She looks at him with big brown eyes and he is angry with her.
They eat and laugh and joke and Ginny is fascinated with Muggle music and Mrs Granger is giving her an old music-player to take home and Arthur's already on about the batteries and even though it's their home ground he's almost too much for her parents, and they subside into nods and smiles and furtive glances pass between them.
Sometimes his father's beyond a joke and when she looks at him again his face grows hot.
And then they've gone and it's just him and her and her parents and they're suddenly awkward again in the big empty quiet of such a tiny group of people. She shows him round and her house is so square and organised and their carpets so clean and pale and smooth he's scared to tread too hard in case he dents them. She shows him the garden and the setting sun catches in the frizz of her hair until it glitters orange and pink every time she moves her head. He stares at it open-mouthed until she looks at him with a look like disappointment which says, _Why aren't you talking to me?_ and _What have I done?_
But she hasn't done anything, and he can't explain what she's going to do, that he feels it in his bones; that when she goes to Bulgaria she'll be gone and he'll have lost her.
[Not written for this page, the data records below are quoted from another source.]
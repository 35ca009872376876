#![warn(missing_docs, unused_imports)]

//! The Paillier additively homomorphic cryptosystem.

mod ciphertext;
mod context;
mod keys;
mod parameters;

pub use ciphertext::{EncryptedValue, EncryptionParameters};
pub use context::PaillierContext;
pub use keys::{PaillierKeyPair, PublicKey};
pub use parameters::{
    PaillierParameters, PaillierParametersBuilder, DEFAULT_MODULUS_SIZE, MAX_MODULUS_SIZE,
    MIN_MODULUS_SIZE,
};
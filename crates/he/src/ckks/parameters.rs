//! Create parameters for the simplified CKKS scheme

use crate::{ParametersError, Result};
use he_math::zn::Modulus;
use he_traits::HeParameters;
use num_bigint::BigUint;
use num_traits::Zero;
use serde::{Deserialize, Serialize};
use std::sync::Arc;

/// Default polynomial degree.
pub const DEFAULT_DEGREE: usize = 4096;

/// Default coefficient moduli.
pub const DEFAULT_MODULI: [u64; 3] = [0x1ffffffff00001, 0x7fff00001, 0x3fffffff00001];

/// Default plaintext modulus, 2^48.
pub const DEFAULT_PLAINTEXT_MODULUS: u64 = 0x1000000000000;

/// Default scaling factor, 2^60.
pub const DEFAULT_SCALING_FACTOR: u64 = 0x1000000000000000;

/// Parameters for the simplified CKKS scheme.
///
/// The parameters are recorded by value in every ciphertext.
#[derive(Debug, Clone, PartialEq, Eq, Serialize, Deserialize)]
#[serde(rename_all = "camelCase")]
pub struct CkksParameters {
    polynomial_degree: usize,
    #[serde(with = "crate::serialize::decimal::vec")]
    coefficient_modulus: Vec<BigUint>,
    #[serde(with = "crate::serialize::decimal")]
    plaintext_modulus: BigUint,
    #[serde(with = "crate::serialize::decimal")]
    scaling_factor: BigUint,
}

impl HeParameters for CkksParameters {}

impl Default for CkksParameters {
    fn default() -> Self {
        Self {
            polynomial_degree: DEFAULT_DEGREE,
            coefficient_modulus: DEFAULT_MODULI.iter().map(|q| BigUint::from(*q)).collect(),
            plaintext_modulus: BigUint::from(DEFAULT_PLAINTEXT_MODULUS),
            scaling_factor: BigUint::from(DEFAULT_SCALING_FACTOR),
        }
    }
}

impl CkksParameters {
    /// Returns the polynomial degree.
    #[must_use]
    pub const fn degree(&self) -> usize {
        self.polynomial_degree
    }

    /// Returns the maximum number of slots, half the degree.
    #[must_use]
    pub const fn max_slots(&self) -> usize {
        self.polynomial_degree / 2
    }

    /// Returns the coefficient moduli.
    #[must_use]
    pub fn moduli(&self) -> &[BigUint] {
        &self.coefficient_modulus
    }

    /// Returns the plaintext modulus.
    #[must_use]
    pub fn plaintext(&self) -> &BigUint {
        &self.plaintext_modulus
    }

    /// Returns the scaling factor.
    #[must_use]
    pub fn scaling_factor(&self) -> &BigUint {
        &self.scaling_factor
    }

    /// Returns default parameters inside an `Arc`.
    #[must_use]
    pub fn default_arc() -> Arc<Self> {
        Arc::new(Self::default())
    }
}

/// Builder for parameters for the simplified CKKS scheme.
#[derive(Debug)]
pub struct CkksParametersBuilder {
    degree: usize,
    moduli: Vec<u64>,
    plaintext: u64,
    scaling_factor: u64,
}

impl Default for CkksParametersBuilder {
    fn default() -> Self {
        Self::new()
    }
}

impl CkksParametersBuilder {
    /// Creates a new instance of the builder, with the default parameters.
    #[must_use]
    pub fn new() -> Self {
        Self {
            degree: DEFAULT_DEGREE,
            moduli: DEFAULT_MODULI.to_vec(),
            plaintext: DEFAULT_PLAINTEXT_MODULUS,
            scaling_factor: DEFAULT_SCALING_FACTOR,
        }
    }

    /// Sets the polynomial degree. Returns an error if the degree is not
    /// a power of two larger or equal to 8.
    pub fn set_degree(&mut self, degree: usize) -> &mut Self {
        self.degree = degree;
        self
    }

    /// Sets the coefficient moduli.
    pub fn set_moduli(&mut self, moduli: &[u64]) -> &mut Self {
        moduli.clone_into(&mut self.moduli);
        self
    }

    /// Sets the plaintext modulus.
    pub fn set_plaintext_modulus(&mut self, plaintext: u64) -> &mut Self {
        self.plaintext = plaintext;
        self
    }

    /// Sets the scaling factor applied to the floats before rounding.
    pub fn set_scaling_factor(&mut self, scaling_factor: u64) -> &mut Self {
        self.scaling_factor = scaling_factor;
        self
    }

    /// Build a new `CkksParameters` inside an `Arc`.
    pub fn build_arc(&self) -> Result<Arc<CkksParameters>> {
        self.build().map(Arc::new)
    }

    /// Build a new `CkksParameters`.
    pub fn build(&self) -> Result<CkksParameters> {
        if self.degree < 8 || !self.degree.is_power_of_two() {
            return Err(ParametersError::InvalidDegree(self.degree).into());
        }
        if self.moduli.is_empty() {
            return Err(ParametersError::NoModulus.into());
        }
        let coefficient_modulus = self
            .moduli
            .iter()
            .map(|q| Modulus::new(BigUint::from(*q)).map(|q| (*q).clone()))
            .collect::<he_math::Result<Vec<_>>>()?;
        let plaintext_modulus = (*Modulus::new(BigUint::from(self.plaintext))?).clone();

        let scaling_factor = BigUint::from(self.scaling_factor);
        if scaling_factor.is_zero() {
            return Err(
                ParametersError::InvalidScalingFactor(self.scaling_factor.to_string()).into(),
            );
        }

        Ok(CkksParameters {
            polynomial_degree: self.degree,
            coefficient_modulus,
            plaintext_modulus,
            scaling_factor,
        })
    }
}

#[cfg(test)]
mod tests {
    use super::{CkksParameters, CkksParametersBuilder};
    use crate::{Error, ParametersError};
    use num_bigint::BigUint;
    use std::error::Error as StdError;

    #[test]
    fn default() -> Result<(), Box<dyn StdError>> {
        let par = CkksParameters::default_arc();
        assert_eq!(par.degree(), 4096);
        assert_eq!(par.max_slots(), 2048);
        assert_eq!(
            par.moduli(),
            &[
                BigUint::from(0x1ffffffff00001u64),
                BigUint::from(0x7fff00001u64),
                BigUint::from(0x3fffffff00001u64)
            ]
        );
        assert_eq!(par.plaintext(), &BigUint::from(1u64 << 48));
        assert_eq!(par.scaling_factor(), &BigUint::from(1u64 << 60));
        assert_eq!(CkksParametersBuilder::new().build()?, *par);
        Ok(())
    }

    #[test]
    fn builder_errors() {
        for degree in [0, 4, 12, 1000] {
            assert_eq!(
                CkksParametersBuilder::new().set_degree(degree).build(),
                Err(Error::ParametersError(ParametersError::InvalidDegree(degree)))
            );
        }
        assert_eq!(
            CkksParametersBuilder::new().set_moduli(&[]).build(),
            Err(Error::ParametersError(ParametersError::NoModulus))
        );
        assert_eq!(
            CkksParametersBuilder::new().set_moduli(&[17, 1]).build(),
            Err(Error::MathError(he_math::Error::InvalidModulus(
                BigUint::from(1u32)
            )))
        );
        assert_eq!(
            CkksParametersBuilder::new().set_scaling_factor(0).build(),
            Err(Error::ParametersError(
                ParametersError::InvalidScalingFactor("0".to_string())
            ))
        );
    }

    #[test]
    fn json() -> Result<(), Box<dyn StdError>> {
        let par = CkksParametersBuilder::new()
            .set_degree(16)
            .set_moduli(&[97, 101])
            .set_plaintext_modulus(256)
            .set_scaling_factor(1024)
            .build()?;
        let json = serde_json::to_string(&par)?;
        assert_eq!(
            json,
            r#"{"polynomialDegree":16,"coefficientModulus":["97","101"],"plaintextModulus":"256","scalingFactor":"1024"}"#
        );
        assert_eq!(serde_json::from_str::<CkksParameters>(&json)?, par);
        Ok(())
    }
}
//! The simplified BFV engine

use crate::bfv::{pack, unpack, BfvEncryptedData, BfvParameters};
use crate::transform::ScalarTransform;
use crate::{Error, ParametersError, Result};
use he_math::zn::Modulus;
use he_traits::{HeDecrypter, HeEncrypter, HeEvaluator, HeMultiplier};
use num_bigint::BigUint;
use std::sync::Arc;

/// The simplified BFV engine.
///
/// Integers are packed into 16-bit slots of a single integer, which is hidden
/// behind a fixed scalar transform. Additions and multiplications act on the
/// packed integers modulo the first coefficient modulus; carries between slots
/// are not handled.
#[derive(Debug, Clone)]
pub struct BfvContext {
    par: Arc<BfvParameters>,
    q0: Modulus,
    transform: ScalarTransform,
}

impl BfvContext {
    /// Creates an engine for the given parameters.
    pub fn new(par: &Arc<BfvParameters>) -> Result<Self> {
        let q0 = par
            .moduli()
            .first()
            .cloned()
            .ok_or(ParametersError::NoModulus)?;
        Ok(Self {
            par: par.clone(),
            q0: Modulus::new(q0)?,
            transform: ScalarTransform::toy()?,
        })
    }

    /// Returns the parameters of the engine.
    #[must_use]
    pub fn parameters(&self) -> &Arc<BfvParameters> {
        &self.par
    }

    /// Multiplies `ct` by the scalar `k`, by encrypting `k` and multiplying
    /// both ciphertexts.
    pub fn multiply_scalar(&self, ct: &BfvEncryptedData, k: &BigUint) -> Result<BfvEncryptedData> {
        let scalar = self.try_encrypt(std::slice::from_ref(k))?;
        self.try_mul(ct, &scalar)
    }

    fn operands(&self, lhs: &BfvEncryptedData, rhs: &BfvEncryptedData) -> Result<(BigUint, BigUint)> {
        Ok((
            lhs.value_or(Error::Evaluation)?,
            rhs.value_or(Error::Evaluation)?,
        ))
    }
}

impl HeEncrypter<[BigUint], BfvEncryptedData> for BfvContext {
    type Error = Error;

    fn try_encrypt(&self, values: &[BigUint]) -> Result<BfvEncryptedData> {
        let packed = self.transform.modulus().reduce(&pack(values));
        Ok(BfvEncryptedData::new(
            &self.transform.forward(&packed),
            self.par.as_ref().clone(),
        ))
    }
}

impl HeDecrypter<BfvEncryptedData, Vec<BigUint>> for BfvContext {
    type Error = Error;

    fn try_decrypt(&self, ct: &BfvEncryptedData) -> Result<Vec<BigUint>> {
        let c = ct.value_or(Error::Decryption)?;
        Ok(unpack(&self.transform.inverse(&c)))
    }
}

impl HeEvaluator<BfvEncryptedData> for BfvContext {
    type Error = Error;

    fn try_add(&self, lhs: &BfvEncryptedData, rhs: &BfvEncryptedData) -> Result<BfvEncryptedData> {
        let (a, b) = self.operands(lhs, rhs)?;
        Ok(BfvEncryptedData::new(
            &self.q0.add(&a, &b),
            lhs.parameters.clone(),
        ))
    }
}

impl HeMultiplier<BfvEncryptedData> for BfvContext {
    type Error = Error;

    fn try_mul(&self, lhs: &BfvEncryptedData, rhs: &BfvEncryptedData) -> Result<BfvEncryptedData> {
        let (a, b) = self.operands(lhs, rhs)?;
        Ok(BfvEncryptedData::new(
            &self.q0.mul(&a, &b),
            lhs.parameters.clone(),
        ))
    }
}
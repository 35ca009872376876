//! Fixed-point encoding of floats into coefficient vectors.

use crate::{Error, Result};
use he_math::zn::Modulus;
use num_bigint::{BigInt, BigUint};
use num_traits::{FromPrimitive, ToPrimitive};

/// Encodes the first `slot_count` values into a zero-padded vector of `degree`
/// coefficients: each value is multiplied by `scale`, rounded to the nearest
/// integer and reduced modulo `modulus`.
///
/// Values whose scaled magnitude exceeds half the modulus wrap around.
pub(crate) fn encode(
    values: &[f64],
    slot_count: usize,
    degree: usize,
    scale: f64,
    modulus: &Modulus,
) -> Result<Vec<BigUint>> {
    let mut coefficients = vec![BigUint::default(); degree];
    for (c, v) in coefficients.iter_mut().zip(values.iter().take(slot_count)) {
        let scaled = BigInt::from_f64((v * scale).round())
            .ok_or_else(|| Error::Encryption(format!("cannot encode {v}")))?;
        *c = modulus.reduce_signed(&scaled);
    }
    Ok(coefficients)
}

/// Decodes the first `slot_count` coefficients back into floats.
pub(crate) fn decode(
    coefficients: &[BigUint],
    slot_count: usize,
    scale: f64,
    modulus: &Modulus,
) -> Result<Vec<f64>> {
    coefficients
        .iter()
        .take(slot_count)
        .map(|c| {
            modulus
                .center(&modulus.reduce(c))
                .to_f64()
                .map(|x| x / scale)
                .ok_or_else(|| Error::Decryption(format!("cannot decode {c}")))
        })
        .collect()
}
//! Random prime generation for RSA-like moduli.

use crate::errors::{Error, Result};
use num_bigint::{BigUint, RandBigInt};
use num_bigint_dig::prime::probably_prime;
use num_traits::One;
use rand::{CryptoRng, RngCore};

/// Smallest supported prime size, in bits.
pub const MIN_PRIME_BITS: usize = 8;

/// Largest supported prime size, in bits.
pub const MAX_PRIME_BITS: usize = 4096;

/// Number of Miller-Rabin rounds performed on top of the Baillie-PSW test.
const MILLER_RABIN_ROUNDS: usize = 20;

/// Returns whether `p` is (probably) prime.
pub fn is_prime(p: &BigUint) -> bool {
    let p = num_bigint_dig::BigUint::from_bytes_le(&p.to_bytes_le());
    probably_prime(&p, MILLER_RABIN_ROUNDS)
}

/// Generate a random `num_bits`-bit prime.
///
/// The two most significant bits of the candidates are set, so that the
/// product of two such primes has exactly `2 * num_bits` bits. Note that
/// `num_bits` must belong to `MIN_PRIME_BITS..=MAX_PRIME_BITS`.
pub fn generate_prime<R: RngCore + CryptoRng>(num_bits: usize, rng: &mut R) -> Result<BigUint> {
    if !(MIN_PRIME_BITS..=MAX_PRIME_BITS).contains(&num_bits) {
        return Err(Error::InvalidPrimeSize(
            num_bits,
            MIN_PRIME_BITS,
            MAX_PRIME_BITS,
        ));
    }

    let top_bits = BigUint::from(3u32) << (num_bits - 2);
    loop {
        let mut candidate = rng.gen_biguint(num_bits as u64);
        candidate |= &top_bits;
        candidate |= BigUint::one();
        if is_prime(&candidate) {
            return Ok(candidate);
        }
    }
}

#[cfg(test)]
mod tests {
    use super::{generate_prime, is_prime, MAX_PRIME_BITS, MIN_PRIME_BITS};
    use crate::Error;
    use num_bigint::BigUint;
    use rand::SeedableRng;
    use rand_chacha::ChaCha8Rng;
    use std::error::Error as StdError;

    #[test]
    fn small_primes() {
        let primes = [2u64, 3, 5, 7, 11, 13, 65537, 4611686018326724609];
        for p in primes {
            assert!(is_prime(&BigUint::from(p)));
        }
        let composites = [0u64, 1, 4, 9, 15, 65535, 13835058054980173827];
        for c in composites {
            assert!(!is_prime(&BigUint::from(c)));
        }
    }

    #[test]
    fn mersenne() {
        let m127 = (BigUint::from(1u32) << 127usize) - 1u32;
        assert!(is_prime(&m127));
        let m128 = (BigUint::from(1u32) << 128usize) - 1u32;
        assert!(!is_prime(&m128));
    }

    #[test]
    fn generated_primes() -> Result<(), Box<dyn StdError>> {
        let mut rng = ChaCha8Rng::seed_from_u64(0);
        for num_bits in [8usize, 17, 64, 128, 256] {
            let p = generate_prime(num_bits, &mut rng)?;
            assert_eq!(p.bits(), num_bits as u64);
            assert!(p >= BigUint::from(3u32) << (num_bits - 2));
            assert!(is_prime(&p));
        }
        Ok(())
    }

    #[test]
    fn invalid_sizes() {
        let mut rng = ChaCha8Rng::seed_from_u64(0);
        assert_eq!(
            generate_prime(MIN_PRIME_BITS - 1, &mut rng),
            Err(Error::InvalidPrimeSize(
                MIN_PRIME_BITS - 1,
                MIN_PRIME_BITS,
                MAX_PRIME_BITS
            ))
        );
        assert!(generate_prime(MAX_PRIME_BITS + 1, &mut rng).is_err());
    }
}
They sit together at her desk with their knees almost touching while she tells him what she's read for next term already and worries about the OWLs and the dead feeling in his stomach almost overpowers him and he snaps at her because she's got nothing to worry about and he has, because Fred and George fucked up and he's nowhere near as clever as they are. Because they study as often as she does, really, but they use it all on sweets and gags and she just writes essays and copies her notes out in different colours and reads for _fun_, but not about Quidditch, which is the only thing he knows.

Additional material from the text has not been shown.